The basic idea of a chess AI is to make a list of all possible moves from the currently estimated best move, then to rate them and to repeat the process. It drops those with too little chance as they won't be taken (or can be assumed not to be taken as they do not appear to give an advantage).
The basic idea requires you to make a list of all possible moves, and to repeat that process for all those moves etc. This is possible in chess (where the list of likely next moves is effectively enumerable; a starting chess board has 20 possible moves) and up to a point for other things such as backgammon, checkers and solving a Rubik's cube.
If I take a simple turn-based game (Civilization 2) as an example, each of your guys can move to a total of 8 squares (or 24) in a single turn. If you have 10 guys (which isn't a lot, you typically have more by the time it starts to get somewhat interesting) the total number of possible "moves" from the current state (so a single level) is already 8^10 or about 4 billion. Even if you prune 99.99% of those, you still can't go deep on the tree as the number of possible moves explodes really quickly.
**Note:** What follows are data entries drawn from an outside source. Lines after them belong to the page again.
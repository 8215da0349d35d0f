use crate::error::{RatioEngineError, Result};
use crate::normalizer::normalize;
use chrono::NaiveDate;
use schemars::JsonSchema;
use serde::{Deserialize, Serialize};
use std::collections::{BTreeMap, HashSet};

/// One period's label -> value mapping as handed over by the extraction step.
///
/// Labels keep their original casing and punctuation; "Net Sales" and
/// "NET SALES" may both be present and are not merged. Iteration order is the
/// lexicographic order of the raw labels, which is what first-match-wins
/// resolution walks.
#[derive(Debug, Clone, Default, PartialEq, Serialize, Deserialize)]
#[serde(try_from = "serde_json::Value", into = "BTreeMap<String, f64>")]
pub struct ExtractedValues {
    entries: BTreeMap<String, f64>,
}

impl ExtractedValues {
    pub fn new() -> Self {
        Self::default()
    }

    pub fn get(&self, label: &str) -> Option<f64> {
        self.entries.get(label).copied()
    }

    /// Lookup by normalized key; the first matching raw label wins.
    pub fn get_normalized(&self, label: &str) -> Option<(&str, f64)> {
        let key = normalize(label);
        if key.is_empty() {
            return None;
        }
        self.iter().find(|(raw, _)| normalize(raw) == key)
    }

    pub fn iter(&self) -> impl Iterator<Item = (&str, f64)> {
        self.entries.iter().map(|(k, v)| (k.as_str(), *v))
    }

    pub fn labels(&self) -> impl Iterator<Item = &str> {
        self.entries.keys().map(String::as_str)
    }

    pub fn len(&self) -> usize {
        self.entries.len()
    }

    pub fn is_empty(&self) -> bool {
        self.entries.is_empty()
    }

    /// Returns a new mapping with `extra` entries appended. An extra entry is
    /// skipped when a label with the same normalized key is already present,
    /// so extracted figures always take precedence.
    pub fn extended_with<I>(&self, extra: I) -> Self
    where
        I: IntoIterator<Item = (String, f64)>,
    {
        let mut entries = self.entries.clone();
        let mut keys: HashSet<String> = entries.keys().map(|k| normalize(k)).collect();

        for (label, value) in extra {
            let key = normalize(&label);
            if key.is_empty() || !value.is_finite() || !keys.insert(key) {
                continue;
            }
            entries.insert(label, value);
        }

        Self { entries }
    }
}

impl FromIterator<(String, f64)> for ExtractedValues {
    fn from_iter<T: IntoIterator<Item = (String, f64)>>(iter: T) -> Self {
        Self {
            entries: iter.into_iter().collect(),
        }
    }
}

impl<'a> FromIterator<(&'a str, f64)> for ExtractedValues {
    fn from_iter<T: IntoIterator<Item = (&'a str, f64)>>(iter: T) -> Self {
        iter.into_iter().map(|(k, v)| (k.to_string(), v)).collect()
    }
}

impl From<BTreeMap<String, f64>> for ExtractedValues {
    fn from(entries: BTreeMap<String, f64>) -> Self {
        Self { entries }
    }
}

impl From<ExtractedValues> for BTreeMap<String, f64> {
    fn from(values: ExtractedValues) -> Self {
        values.entries
    }
}

#[derive(Debug, Clone, Copy, Serialize, Deserialize, PartialEq, Eq, JsonSchema)]
#[serde(rename_all = "snake_case")]
pub enum RatioKind {
    #[schemars(description = "A plain multiple such as 2.0x (Current Ratio, Debt-to-Equity)")]
    Multiple,

    #[schemars(description = "A value already scaled by 100 (margins, returns)")]
    Percentage,

    #[schemars(description = "A day count (DSO, DIO, DPO)")]
    Days,
}

/// The numeric payload of a ratio cell.
#[derive(Debug, Clone, Copy, PartialEq, Default)]
pub enum RatioValue {
    #[default]
    Unset,
    Multiple(f64),
    Percentage(f64),
    Days(f64),
}

impl RatioValue {
    pub fn of_kind(kind: RatioKind, value: f64) -> Self {
        match kind {
            RatioKind::Multiple => Self::Multiple(value),
            RatioKind::Percentage => Self::Percentage(value),
            RatioKind::Days => Self::Days(value),
        }
    }

    pub fn numeric(&self) -> Option<f64> {
        match *self {
            Self::Unset => None,
            Self::Multiple(v) | Self::Percentage(v) | Self::Days(v) => Some(v),
        }
    }

    pub fn kind(&self) -> Option<RatioKind> {
        match self {
            Self::Unset => None,
            Self::Multiple(_) => Some(RatioKind::Multiple),
            Self::Percentage(_) => Some(RatioKind::Percentage),
            Self::Days(_) => Some(RatioKind::Days),
        }
    }

    pub fn is_unset(&self) -> bool {
        matches!(self, Self::Unset)
    }
}

/// A ratio cell plus the formula text shown next to it for audit.
///
/// Serialized in the collaborator's wire shape (`value` / `percentage` /
/// `days` / `formula`), see [`crate::ingestion::WireRatio`].
#[derive(Debug, Clone, Default, PartialEq, Serialize, Deserialize)]
#[serde(from = "crate::ingestion::WireRatio", into = "crate::ingestion::WireRatio")]
pub struct RatioRecord {
    pub value: RatioValue,
    /// Day count reported next to a turnover multiple, e.g. receivables
    /// turnover 8.0x alongside 45.6 days.
    pub days: Option<f64>,
    pub formula: Option<String>,
    pub interpretation: Option<String>,
}

impl RatioRecord {
    pub fn unset() -> Self {
        Self::default()
    }

    pub fn new(value: RatioValue, formula: Option<String>) -> Self {
        Self {
            value,
            days: None,
            formula,
            interpretation: None,
        }
    }

    pub fn unset_with_formula(formula: impl Into<String>) -> Self {
        Self::new(RatioValue::Unset, Some(formula.into()))
    }

    pub fn is_unset(&self) -> bool {
        self.value.is_unset()
    }
}

/// category -> ratio name -> record
pub type RatioGroups = BTreeMap<String, BTreeMap<String, RatioRecord>>;

/// Everything the extraction step produced for one reporting period.
#[derive(Debug, Clone, Default, Serialize, Deserialize)]
pub struct PeriodData {
    /// Display label, e.g. "FY2023" or "2024".
    pub label: String,

    /// Balance-sheet date, used to order periods. Falls back to the label.
    #[serde(default)]
    pub period_end: Option<NaiveDate>,

    #[serde(default, rename = "extracted_values")]
    pub values: ExtractedValues,

    #[serde(default)]
    pub ratios: RatioGroups,
}

impl PeriodData {
    pub fn new(label: impl Into<String>, values: ExtractedValues) -> Self {
        Self {
            label: label.into(),
            period_end: None,
            values,
            ratios: BTreeMap::new(),
        }
    }

    pub fn with_period_end(mut self, period_end: NaiveDate) -> Self {
        self.period_end = Some(period_end);
        self
    }

    pub fn with_ratio(
        mut self,
        category: impl Into<String>,
        name: impl Into<String>,
        record: RatioRecord,
    ) -> Self {
        self.ratios
            .entry(category.into())
            .or_default()
            .insert(name.into(), record);
        self
    }

    pub fn ratio(&self, category: &str, name: &str) -> Option<&RatioRecord> {
        self.ratios.get(category).and_then(|group| group.get(name))
    }
}

#[derive(Debug, Clone, Serialize, Deserialize, JsonSchema)]
#[serde(default)]
pub struct EngineConfig {
    #[schemars(
        description = "Allow resolver step 3: accept the first value whose key contains any whitespace-separated word of the token."
    )]
    pub enable_token_overlap: bool,

    #[schemars(
        description = "Allow resolver step 4: rebuild well-known concepts (revenue, net profit, equity, debt, ...) from related fields."
    )]
    pub enable_derived_heuristics: bool,

    #[schemars(
        description = "Report ratios whose name denotes a day count (Days..., DSO, DIO, DPO) as days instead of multiples."
    )]
    pub infer_day_count: bool,

    #[schemars(
        description = "Add every standard-catalog ratio missing from a period as an unset record carrying the catalog formula."
    )]
    pub seed_standard_catalog: bool,

    #[schemars(
        description = "Restrict forecasting to these line items (matched by normalized label). None forecasts every line item."
    )]
    pub forecast_line_items: Option<Vec<String>>,
}

impl Default for EngineConfig {
    fn default() -> Self {
        Self {
            enable_token_overlap: true,
            enable_derived_heuristics: true,
            infer_day_count: true,
            seed_standard_catalog: false,
            forecast_line_items: None,
        }
    }
}

impl EngineConfig {
    pub fn validate(&self) -> Result<()> {
        if let Some(items) = &self.forecast_line_items {
            for (idx, item) in items.iter().enumerate() {
                if normalize(item).is_empty() {
                    return Err(RatioEngineError::InvalidConfig(format!(
                        "forecast_line_items #{} ('{}') has no letters or digits",
                        idx, item
                    )));
                }
            }
        }
        Ok(())
    }

    pub fn generate_json_schema() -> schemars::schema::RootSchema {
        schemars::schema_for!(EngineConfig)
    }

    pub fn schema_as_json() -> std::result::Result<String, serde_json::Error> {
        let schema = Self::generate_json_schema();
        serde_json::to_string_pretty(&schema)
    }
}

#[cfg(test)]
mod tests {
    use super::*;

    #[test]
    fn test_get_normalized_first_label_wins() {
        let values: ExtractedValues = [("NET SALES", 1.0), ("Net Sales", 2.0)]
            .into_iter()
            .collect();
        let (label, value) = values.get_normalized("net-sales").unwrap();
        assert_eq!(label, "NET SALES");
        assert_eq!(value, 1.0);
        assert!(values.get_normalized("!!").is_none());
    }

    #[test]
    fn test_extended_with_keeps_existing() {
        let values: ExtractedValues = [("Net Sales", 100.0)].into_iter().collect();
        let extended = values.extended_with(vec![
            ("net sales".to_string(), 5.0),
            ("Receivables Turnover".to_string(), 8.0),
            ("Broken".to_string(), f64::INFINITY),
        ]);
        assert_eq!(extended.len(), 2);
        assert_eq!(extended.get("Net Sales"), Some(100.0));
        assert_eq!(extended.get("Receivables Turnover"), Some(8.0));
        assert_eq!(values.len(), 1);
    }

    #[test]
    fn test_ratio_value_accessors() {
        assert_eq!(RatioValue::Days(45.0).numeric(), Some(45.0));
        assert_eq!(RatioValue::Unset.numeric(), None);
        assert_eq!(
            RatioValue::of_kind(RatioKind::Percentage, 12.5),
            RatioValue::Percentage(12.5)
        );
        assert_eq!(RatioValue::Multiple(2.0).kind(), Some(RatioKind::Multiple));
    }

    #[test]
    fn test_config_validation() {
        assert!(EngineConfig::default().validate().is_ok());

        let config = EngineConfig {
            forecast_line_items: Some(vec!["Cash".to_string(), " - ".to_string()]),
            ..EngineConfig::default()
        };
        assert!(matches!(
            config.validate(),
            Err(RatioEngineError::InvalidConfig(_))
        ));
    }

    #[test]
    fn test_config_schema_generation() {
        let schema_json = EngineConfig::schema_as_json().unwrap();
        assert!(schema_json.contains("enable_token_overlap"));
        assert!(schema_json.contains("forecast_line_items"));
    }

    #[test]
    fn test_config_partial_deserialization() {
        let config: EngineConfig =
            serde_json::from_str(r#"{ "enable_token_overlap": false }"#).unwrap();
        assert!(!config.enable_token_overlap);
        assert!(config.enable_derived_heuristics);
        assert!(config.forecast_line_items.is_none());
    }
}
Add to that that the game is a bit like the Rubik's cube problem, where you only see progress after some 10 or 12 moves, the problem explodes to a point where the advantages of a standard min/max are only prevalent at a memory capacity of more than your typical computer will have.
In other words, the strategies it will find will be reproducible but bad.
For the actual problem, how to make a decent AI, I would go in the direction of basically steered random movement (move each guy with a bit of basic intelligence), evaluation and tuning. Do this in parallel for 100 or 1000 different ones and pick the one that ends up being the best. You can feedback the results from this into the original intelligent steering to tune it again. A bit like monte-carlo simulation.